McHugh F, Falkov A, Heppner P, Law A and Schweder P
Auckland City Hospital, New Zealand
Scientific Tracks Abstracts: Arch Cancer Res
Purpose: New Zealand has one of the highest rates of melanoma in the world. In up to 10% of cases, the disease is metastatic at diagnosis. Cerebral metastatic involvement carries a particularly poor prognosis. Methods: 110 patients were included in the analysis. A retrospective consecutive series of patients treated surgically at Auckland City Hospital were studied, with parameters of demographics, tumour characteristics, surgery, pathology, adjuvant therapy and survival analysed. Data was collected from the Neurosurgery Department’s Melanoma Database. Statistical analysis was performed using standard software, SPSS. Results: Mean age was 59.9 years (range 22-81 years). Median survival from date of surgery was 7.8 months (95% CI 6.4 – 9.2 months).
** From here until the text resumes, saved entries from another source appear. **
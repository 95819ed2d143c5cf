//! Domain layer - Core game rules with no external dependencies
//!
//! This layer contains:
//! - Entities: Player, Song, BattleSession, Quest, Achievement
//! - Value Objects: arrows, timing accuracy, grades, ids
//! - Domain Services: pattern generation, scoring, energy, rewards

pub mod entities;
pub mod services;
pub mod value_objects;
//! Battle API routes

use std::sync::Arc;

use axum::{
    extract::{Path, State},
    http::StatusCode,
    Json,
};
use serde::Deserialize;

use super::{error_response, parse_player_id};
use crate::application::services::{BattleView, InputOutcome};
use crate::domain::value_objects::{ArrowSet, TimingAccuracy};
use crate::infrastructure::state::AppState;

#[derive(Debug, Deserialize)]
pub struct StartBattleRequest {
    pub song_id: String,
}

/// Timing is either a judged category or a raw offset from the note, in seconds
#[derive(Debug, Deserialize)]
pub struct BattleInputRequest {
    pub arrows: ArrowSet,
    #[serde(default)]
    pub timing: Option<TimingAccuracy>,
    #[serde(default)]
    pub offset_secs: Option<f64>,
}

impl BattleInputRequest {
    fn accuracy(&self) -> Option<TimingAccuracy> {
        self.timing
            .or_else(|| self.offset_secs.map(TimingAccuracy::from_offset))
    }
}

/// Start a battle, spending the song's energy cost
pub async fn start_battle(
    State(state): State<Arc<AppState>>,
    Path(id): Path<String>,
    Json(req): Json<StartBattleRequest>,
) -> Result<Json<BattleView>, (StatusCode, String)> {
    let player_id = parse_player_id(&id)?;
    let _guard = state.player_locks.acquire(player_id).await;

    state
        .battle_service
        .start_battle(player_id, &req.song_id)
        .await
        .map(Json)
        .map_err(error_response)
}

/// Submit the arrows pressed for the current note
pub async fn submit_input(
    State(state): State<Arc<AppState>>,
    Path(id): Path<String>,
    Json(req): Json<BattleInputRequest>,
) -> Result<Json<InputOutcome>, (StatusCode, String)> {
    let player_id = parse_player_id(&id)?;
    let timing = req.accuracy().ok_or_else(|| {
        (
            StatusCode::BAD_REQUEST,
            "Either timing or offset_secs is required".to_string(),
        )
    })?;
    let _guard = state.player_locks.acquire(player_id).await;

    state
        .battle_service
        .process_input(player_id, &req.arrows, timing)
        .await
        .map(Json)
        .map_err(error_response)
}

pub async fn current_battle(
    State(state): State<Arc<AppState>>,
    Path(id): Path<String>,
) -> Result<Json<BattleView>, (StatusCode, String)> {
    let player_id = parse_player_id(&id)?;

    state
        .battle_service
        .current_battle(player_id)
        .await
        .map(Json)
        .map_err(error_response)
}

/// Abandon the active battle without rewards or refund
pub async fn abandon_battle(
    State(state): State<Arc<AppState>>,
    Path(id): Path<String>,
) -> Result<Json<BattleView>, (StatusCode, String)> {
    let player_id = parse_player_id(&id)?;
    let _guard = state.player_locks.acquire(player_id).await;

    state
        .battle_service
        .abandon_battle(player_id)
        .await
        .map(Json)
        .map_err(error_response)
}
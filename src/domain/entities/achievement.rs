//! Achievement entity and the fixed catalog every player is seeded with

use chrono::{DateTime, Utc};
use serde::{Deserialize, Serialize};

use crate::domain::value_objects::AchievementId;

use super::ProgressCounter;

/// Catalog entry describing one achievement
#[derive(Debug, Clone, Copy, PartialEq, Eq, Serialize)]
pub struct AchievementDefinition {
    pub id: AchievementId,
    pub name: &'static str,
    pub target: u32,
}

/// Every achievement a player can earn
pub fn achievement_catalog() -> Vec<AchievementDefinition> {
    AchievementId::ALL
        .into_iter()
        .map(|id| {
            let (name, target) = match id {
                AchievementId::FirstBlood => ("First Blood", 1),
                AchievementId::PicoFriend => ("Pico's Friend", 50),
                AchievementId::StoryMaster => ("Story Master", 4),
                AchievementId::Perfectionist => ("Perfectionist", 50),
                AchievementId::ComboMaster => ("Combo Master", 100),
                AchievementId::BossSlayer => ("Boss Slayer", 5),
                AchievementId::NoteCollector => ("Note Collector", 1000),
                AchievementId::RichPlayer => ("Rich Player", 10000),
                AchievementId::Popular => ("Popular", 20),
                AchievementId::Legendary => ("Legendary", 50),
            };
            AchievementDefinition { id, name, target }
        })
        .collect()
}

/// A player's standing on one achievement. Achievements never expire.
#[derive(Debug, Clone, PartialEq, Serialize, Deserialize)]
pub struct Achievement {
    pub id: AchievementId,
    pub name: String,
    pub counter: ProgressCounter,
    pub completed_at: Option<DateTime<Utc>>,
}

impl Achievement {
    pub fn from_definition(definition: &AchievementDefinition) -> Self {
        Self {
            id: definition.id,
            name: definition.name.to_string(),
            counter: ProgressCounter::new(definition.target),
            completed_at: None,
        }
    }

    /// Advance progress, stamping the completion time on the completing call
    pub fn advance(&mut self, amount: u32, now: DateTime<Utc>) -> bool {
        let completed = self.counter.advance(amount);
        if completed {
            self.completed_at = Some(now);
        }
        completed
    }

    pub fn is_completed(&self) -> bool {
        self.counter.completed
    }
}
Of the 58 patients tested for BRAF mutation, 28 were positive in keeping with international data. This conferred a better prognosis with median overall survival of 11.1 months (95% CI 6 – 16.2 months) compared to 7.8 months (95% CI 6 – 9.6 months) for those who were negative. There was a positive correlation between extent of resection and survival. Both BRAF positivity and adjuvant chemotherapy were significant predictors of improved survival. On T-testing, radiation therapy did not show a statistically significant improvement in survival in our series. Conclusion: Survival from resection of cerebral metastases from melanoma is improving. Survival benefit is conferred by BRAF mutation, solitary metastasis and gross total resection of lesion. Adjuvant whole brain radiation therapy did not improve survival in our cohort.
Frances McHugh studied medicine at the Royal College of Surgeon’s in Ireland and is now a PGY5 registrar working at Auckland City Hospital with two year’s experience in Neurosurgery and a further year working in both adult and paediatric orthopaedic spine.